This again is why art is so important. It reminds us of the horizon, that there is something bigger than merely our tiny slice of the pie. It is pulls us into a connectedness with this greater reality. There is more. That there is more is sufficient to end crippling despair. Having any sorts of ideas about what that more is can be unnecessary initially. Just make a crack in the wall of finitude certainty and you have given a precious gift. There is more!

Without art kicking at the walls that block our sight, we have only political realities, only economics. Everything becomes extremely cause and effect, a fated locked-in system where the rich get there’s and the rest are left only to suffer. What is left is a sort of faceless rage underneath an overwhelming sea of passivity and despair. “This is all there is,” the sentiment though void of any contentment. The focus is exclusively on “ALL,” assuming an exhaustive scope of reality.

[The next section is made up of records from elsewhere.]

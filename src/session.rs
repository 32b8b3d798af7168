//! パイプラインの共有状態
//!
//! データセット・画像対応表・進捗・エラー表示を1つのロックで保持し、変更のたびに
//! 集計値とスコア範囲を再計算したスナップショットを `watch` チャネルへ流す。
//! ロックは await をまたいで保持しない。

use std::sync::Arc;

use parking_lot::Mutex;
use serde::Serialize;
use tokio::sync::watch;

use crate::dataset::TileDataset;
use crate::error::PipelineError;
use crate::image_index::ImageAssetIndex;
use crate::stats::TileStats;
use crate::types::{BatchProgress, ErrorNotice, ScoreRange, TileFailure, TileRecord, TileRow};

/// ある時点のパイプライン状態（不変）
#[derive(Debug, Clone, Default, Serialize)]
pub struct PipelineSnapshot {
    /// 取り込みのたびに増える
    pub generation: u64,
    pub records: Vec<TileRecord>,
    pub stats: TileStats,
    pub range: ScoreRange,
    pub progress: BatchProgress,
    pub notice: Option<ErrorNotice>,
    pub failures: Vec<TileFailure>,
}

#[derive(Debug)]
struct SessionState {
    generation: u64,
    rows: Arc<[TileRow]>,
    dataset: TileDataset,
    images: Arc<ImageAssetIndex>,
    progress: BatchProgress,
    notice: Option<ErrorNotice>,
    failures: Vec<TileFailure>,
}

impl Default for SessionState {
    fn default() -> Self {
        Self {
            generation: 0,
            rows: Arc::from(Vec::new()),
            dataset: TileDataset::default(),
            images: Arc::new(ImageAssetIndex::default()),
            progress: BatchProgress::default(),
            notice: None,
            failures: Vec::new(),
        }
    }
}

/// バッチ実行に必要な入力（開始時点で固定）
pub(crate) struct RunPlan {
    pub rows: Arc<[TileRow]>,
    pub images: Arc<ImageAssetIndex>,
}

pub struct TileSession {
    state: Mutex<SessionState>,
    snapshots: watch::Sender<Arc<PipelineSnapshot>>,
    fallback_range: ScoreRange,
}

impl TileSession {
    pub fn new(fallback_range: ScoreRange) -> Self {
        let (snapshots, _) = watch::channel(Arc::new(PipelineSnapshot {
            range: fallback_range,
            ..Default::default()
        }));
        Self {
            state: Mutex::new(SessionState::default()),
            snapshots,
            fallback_range,
        }
    }

    /// データセットを丸ごと置き換える。バッチ実行中は拒否する
    pub fn ingest(&self, rows: Vec<TileRow>) -> Result<usize, PipelineError> {
        let mut state = self.state.lock();
        if state.progress.running {
            tracing::warn!("バッチ推論の実行中に取り込みが要求されました。拒否します");
            return Err(PipelineError::IngestRejected);
        }

        let rows: Vec<TileRow> = rows.into_iter().filter(TileRow::has_id).collect();
        state.dataset = TileDataset::ingest(&rows);
        state.rows = rows.into();
        state.generation += 1;
        state.progress = BatchProgress::default();
        state.notice = None;
        state.failures.clear();

        let count = state.dataset.len();
        tracing::info!("[ingest] {}タイルを取り込みました (世代 {})", count, state.generation);
        self.publish(&state);
        Ok(count)
    }

    /// 画像対応表を置き換える。実行中のバッチは開始時点の対応表を使い続ける
    pub fn set_images(&self, images: ImageAssetIndex) -> usize {
        let mut state = self.state.lock();
        let count = images.len();
        state.images = Arc::new(images);
        self.publish(&state);
        count
    }

    pub fn snapshot(&self) -> Arc<PipelineSnapshot> {
        self.snapshots.borrow().clone()
    }

    pub fn subscribe(&self) -> watch::Receiver<Arc<PipelineSnapshot>> {
        self.snapshots.subscribe()
    }

    pub fn progress(&self) -> BatchProgress {
        self.state.lock().progress
    }

    pub fn is_running(&self) -> bool {
        self.progress().running
    }

    pub fn fallback_range(&self) -> ScoreRange {
        self.fallback_range
    }

    /// データセットの複製（結果一覧の書き出し用）
    pub fn dataset(&self) -> TileDataset {
        self.state.lock().dataset.clone()
    }

    pub(crate) fn begin_run(&self) -> Result<RunPlan, PipelineError> {
        let mut state = self.state.lock();
        if state.progress.running {
            return Err(PipelineError::Reentrancy);
        }

        state.progress = BatchProgress::started(state.rows.len());
        state.notice = None;
        state.failures.clear();
        let plan = RunPlan {
            rows: state.rows.clone(),
            images: state.images.clone(),
        };
        self.publish(&state);
        Ok(plan)
    }

    /// 1行分の結果を書き込み、進捗を1つ進める
    ///
    /// 失敗時はスコアを未予測に戻し、失敗一覧と直近のエラー表示を更新する。
    pub(crate) fn complete_row(
        &self,
        tile_id: &str,
        outcome: Result<f64, TileFailure>,
    ) -> BatchProgress {
        let mut state = self.state.lock();
        let score = match outcome {
            Ok(score) => Some(score),
            Err(failure) => {
                state.notice = Some(ErrorNotice::from(&failure));
                state.failures.push(failure);
                None
            }
        };
        if !state.dataset.set_score(tile_id, score) {
            tracing::warn!("タイル {} はデータセットに存在しません", tile_id);
        }
        state.progress.current = (state.progress.current + 1).min(state.progress.total);
        let progress = state.progress;
        self.publish(&state);
        progress
    }

    pub(crate) fn finish_run(&self) -> BatchProgress {
        let mut state = self.state.lock();
        state.progress.running = false;
        let progress = state.progress;
        self.publish(&state);
        progress
    }

    fn publish(&self, state: &SessionState) {
        let snapshot = PipelineSnapshot {
            generation: state.generation,
            records: state.dataset.records().to_vec(),
            stats: TileStats::compute(&state.dataset),
            range: state.dataset.score_range(self.fallback_range),
            progress: state.progress,
            notice: state.notice.clone(),
            failures: state.failures.clone(),
        };
        self.snapshots.send_replace(Arc::new(snapshot));
    }
}

impl Default for TileSession {
    fn default() -> Self {
        Self::new(ScoreRange::FALLBACK)
    }
}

This is the arrogance of despair. It gives a sense of certainty that no human is meant to endure. There are no gaps. No holes. No theory. Just reality. Painful, heart-breaking, reality. This is it. Anything else is illusion from stark reality. While this on one hand can seem heroically honest, it fundamentally lacks any sort of humility. It claims full access to all of reality, an exclusive to the bottom layers of truth. Underneath it all, well, there is nothing. How martyr-ish! How arrogant.

Yet we feel the walls closing in often. When we try to breath, when we try to live outside of Murphy’s Law we can quickly sense the vertigo of trying to make it. It feels like we are on our own. The freedom we experienced suddenly turns on us. It is replaced with a rapid sort of discontent, or a sudden realization that we can not sustain this level of beauty and freedom. We are frightened back into our corner. We rehearse the lines, “I should have just stayed where I was.”

“What was I thinking?” Sort of a panicked hysteria settles in. “What are we going to do? How are we going to do this?” We stop trusting the journey, we stop trusting the sense of freedom, we stop believing that we are onto something.

Fear is a powerful thing. Not only does it keep people locked into place for many miserable years, it makes people long to be back who have left. It frightens those who have escaped to the point of reinterpreting the past to look much better.